No primeiro dia da Copa do Mundo da Fifa, forças de segurança suspenderam na prática uma longa lista de liberdades individuais para garantir o sucesso do evento. Embora não tenha sido decretado Estado de Exceção, as forças de segurança agiram como se vários direitos tivessem sido suspendidos entre eles a liberdade de expressão e o direito a manifestar.
Na manifestação ocorrida ontem, em São Paulo, a Polícia Militar repetiu o padrão registrado há exatamente um ano, encurralando manifestantes por ruas estreitas, em vez de facilitar a dispersão.
De acordo com o GAPP (Grupo de Apoio ao Protesto Popular), 38 pessoas ficaram feridas no confronto de São Paulo, incluindo socorristas do grupo.
Em vez de individualizar condutas que infrinjam a lei, a PM atacou indiscriminadamente um grupo de pessoas que protestava próximo à Estação Carrão do Metrô, deixando vários feridos, entre eles jornalistas. Pessoas detidas e imobilizadas foram agredidas por policiais. Um dos vídeos mostra um manifestante recebendo dois jatos de spray de pimenta, um contra cada olho, a poucos centímetros de distância do rosto, numa atitude que pode caracterizar “maus tratos ou tortura”, segundo padrões internacionais.
Segundo relatos, a Polícia Militar cercou a marcha por lados opostos, deixando os manifestantes sem alternativa de dispersão, enquanto bombas de gás lacrimogêneo e granadas de luz e som eram lançadas no meio da multidão.
A PM simplesmente vetou o acesso da população a regiões inteiras da cidade, determinando por onde os cidadãos podem ou não circular. Cartazes contrários ao evento foram censurados e cidadãos foram submetidos a revistas em estações do metrô sob “suspeita de serem manifestantes”.
A tentativa de blindar o evento violou os direitos à livre circulação, manifestação e expressão; e as forças policiais foram incapazes de individualizar as condutas, diferenciando atos infracionais do simples exercício do direito ao protesto.
“O Brasil precisa encontrar o equilíbrio entre a garantia das condições de segurança para que a Copa ocorra e a garantia dos direitos de seus cidadãos. A população não deixa de ter direitos só porque o país está sediando um evento, seja ele qual for. A vida continua e os protestos fazem parte da vida”, disse Juana Kweitel, diretora de Programas da Conectas. “Ao blindar o evento, a polícia está atropelando a Constituição e atacando sua própria razão de ser: que é justamente a de proteger o cidadão e garantir o livre exercício de seus direitos”, completou.
Cidadãos que possuam registros em vídeo e foto sobre abusos cometidos na operação podem usar uma plataforma criada pela Witness para que estes materiais possam vir a ser usados como evidência jurídica em futuros processo.
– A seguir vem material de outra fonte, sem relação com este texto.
use serde_json::{Value, json};

/// Default name used for player one when the caller names nobody.
pub const DEFAULT_PLAYER1: &str = "Player A";
pub const DEFAULT_OPPONENT: &str = "Opponent";

/// Who to follow in a match video.
#[derive(Debug, Clone, Default)]
pub struct PlayerFocus {
    pub player1: Option<String>,
    pub player2: Option<String>,
    pub description1: Option<String>,
    pub description2: Option<String>,
}

impl PlayerFocus {
    pub fn player1_name(&self) -> &str {
        self.player1.as_deref().filter(|n| !n.trim().is_empty()).unwrap_or(DEFAULT_PLAYER1)
    }

    pub fn player2_name(&self) -> &str {
        self.player2.as_deref().filter(|n| !n.trim().is_empty()).unwrap_or(DEFAULT_OPPONENT)
    }
}

pub struct PromptBuilder;

impl PromptBuilder {
    /// Coaching prompt for a single lost point, fed with the pose measurements.
    pub fn failure_prompt(structured_data: &Value) -> String {
        format!(
            r#"You are a professional table tennis coach. Using the technical data below, explain why the player lost the point shown in the attached keyframes.

Technical data:
{}

Output ONLY valid JSON with this schema:
{}

Rules:
1. "category" is one of: stance, spin_reading, racket_angle, timing, balance, other
2. "severity" is one of: minor, moderate, severe
3. Give exactly three concrete improvement suggestions
4. Keep "failure_reason" under 50 words and "summary" to one sentence"#,
            serde_json::to_string_pretty(structured_data).unwrap_or_default(),
            serde_json::to_string_pretty(&Self::failure_schema()).unwrap_or_default()
        )
    }

    fn failure_schema() -> Value {
        json!({
            "failure_reason": "main reason the point was lost",
            "category": "racket_angle",
            "detailed_analysis": {
                "stance": "stance analysis",
                "racket_angle": "racket angle analysis",
                "body_balance": "body balance analysis",
                "timing": "timing analysis"
            },
            "improvement_suggestions": ["suggestion 1", "suggestion 2", "suggestion 3"],
            "summary": "one sentence summary",
            "severity": "moderate"
        })
    }

    /// Rally-by-rally review of a whole match video.
    pub fn match_prompt(focus: &PlayerFocus) -> String {
        let p1 = focus.player1_name();
        let p2 = focus.player2_name();

        let describe = |name: &str, desc: &Option<String>| match desc.as_deref().filter(|d| !d.trim().is_empty()) {
            Some(d) => format!("**{}** ({})", name, d),
            None => format!("**{}**", name),
        };

        let mode = if focus.player2.is_some() {
            format!(
                "This video shows {} against {}. Analyse who wins every point.",
                describe(p1, &focus.description1),
                describe(p2, &focus.description2)
            )
        } else {
            format!(
                "Focus on {}. Analyse every point they win and lose.",
                describe(p1, &focus.description1)
            )
        };

        format!(
            r#"You are a professional table tennis coach and match analyst. Watch this match carefully and produce a detailed report.

{}

Scoring rules:
1. A winner is a shot the opponent cannot return.
2. An opponent error is a ball out, into the net or a service fault.
Decide by where the last ball lands, the umpire or the scoreboard.

Timing rules:
1. "start_seconds" is 2 to 3 seconds before the serve motion starts
2. "end_seconds" is 1 to 2 seconds after the ball is dead
3. end_seconds - start_seconds must be at least 5
Skip slow-motion replays, breaks and ball pickups.

Output ONLY valid JSON with this schema:
{}

Rate both players from 0 to 10 on serve, receive, attack, defense and tactics. The "winner" field must name {} or {} exactly."#,
            mode,
            serde_json::to_string_pretty(&Self::match_schema(p1, p2)).unwrap_or_default(),
            p1,
            p2
        )
    }

    fn match_schema(p1: &str, p2: &str) -> Value {
        let player = |name: &str| {
            json!({
                "name": name,
                "ratings": {"serve": 8.0, "receive": 7.0, "attack": 9.0, "defense": 6.5, "tactics": 8.0},
                "strengths": [{"title": "...", "description": "..."}],
                "weaknesses": [{"title": "...", "description": "..."}],
                "suggestions": [{"title": "...", "description": "..."}]
            })
        };

        json!({
            "match_overview": {
                "match_type": "singles or doubles",
                "player1_info": format!("how to recognise {}", p1),
                "player2_info": format!("how to recognise {}", p2),
                "score_summary": "3:1",
                "key_moments": "turning points"
            },
            "points": [{
                "id": 1,
                "start_seconds": 12.0,
                "end_seconds": 19.5,
                "timestamp_display": "0:12",
                "winner": p1,
                "win_reason": "forehand loop winner",
                "description": "what happened in the rally",
                "key_technique": "decisive technique",
                "tactic": "tactic used"
            }],
            "player1_analysis": player(p1),
            "player2_analysis": player(p2),
            "summary": {
                "overall_assessment": "overall tactical assessment",
                "tactical_analysis": "how the tactics played out",
                "mvp_performance": "best moments"
            }
        })
    }

    /// Scoring and losing rallies of one player, each graded on technique.
    pub fn player_prompt(player: &str, description: Option<&str>) -> String {
        let who = match description.map(str::trim).filter(|d| !d.is_empty()) {
            Some(d) => format!("**{}** ({})", player, d),
            None => format!("**{}**", player),
        };

        format!(
            r#"You are a professional table tennis coach and stroke analyst. Watch this match and review the performance of {}.

Find every rally {} wins and every rally they lose. Grade each one on the quality of the stroke itself, not on the result:
- "good": fluent and technically sound, footwork in place, correct timing and shot choice. A lost point can still be good.
- "normal": basically correct with small flaws.
- "bad": clear technical errors, poor balance, a broken stroke or badly misjudged timing. A won point can still be bad.

Timing rules:
1. "start_seconds" is 2 to 3 seconds before the serve motion starts
2. "end_seconds" is 1 to 2 seconds after the ball is dead
3. Timestamps must be accurate, they are used to cut training clips

Output ONLY valid JSON with this schema:
{}

List at least three scoring and three losing rallies when the video has them."#,
            who,
            player,
            serde_json::to_string_pretty(&Self::player_schema(player)).unwrap_or_default()
        )
    }

    fn player_schema(player: &str) -> Value {
        let clip = |technique: &str, quality: &str| {
            json!({
                "clip_id": 1,
                "start_seconds": 12.0,
                "end_seconds": 19.5,
                "timestamp": "0:12",
                "technique": technique,
                "description": "what happened in the rally",
                "quality_label": quality,
                "quality_reason": "why the stroke earned this grade",
                "technical_score": 7,
                "footwork_analysis": "footwork",
                "stroke_analysis": "stroke mechanics",
                "training_suggestion": "drill based on this rally"
            })
        };

        json!({
            "player_name": player,
            "match_summary": {
                "total_points_won": 10,
                "total_points_lost": 8,
                "overall_performance": "overall assessment",
                "key_strengths": ["strength"],
                "key_weaknesses": ["weakness"]
            },
            "scoring_clips": [clip("forehand loop winner", "good")],
            "losing_clips": [clip("backhand push into the net", "bad")],
            "training_recommendations": [{
                "priority": 1,
                "area": "area to train",
                "description": "how to train it",
                "related_clips": [1]
            }]
        })
    }
}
Se você foi vitima de violência policial e quer denunciar às autoridades, entre em contato conosco encaminhando um email ao denuncias@conectas.org ou com à comissão especial criada pela Defensoria Pública do estado de São Paulo para atuar nos eventos relacionados à Copa do Mundo. Mais informações aqui.
Um ano depois
Os excessos registrados ao longo do dia de ontem acontecem exatamente um ano depois de uma das mais brutais repressões da polícia contra manifestantes, no dia 13 de junho de 2013, no Centro de São Paulo. Até hoje, 12 meses depois, nenhum policial foi levado à Justiça.
O pedido de Lei de Acesso à Informação feito pela Conectas para identificar os responsáveis pelas ordens que violaram inúmeros direitos tampouco foi respondido.
As denúncias levadas pela Conectas e organizações parceiras para a Comissão Interamericana de Direitos Humanos da OEA (Organização dos Estados Americanos) também recebeu respostas evasivas do governo, o que contribuiu para a continuidade do clima de impunidade e violência.
“Dar respostas vazias às graves e concretas violações que continuam acontecendo nas ruas é o reflexo preciso de uma política surda, que nega informações sobre os procedimentos da polícia, esconde o andamento de inquéritos administrativos e não reconhece as próprias deficiências”, afirmou Lucia Nader, diretora executiva da Conectas. “É impossível avançar no debate sobre direitos com um interlocutor que desconversa e mostra desdém quando confrontado com a violência da realidade.”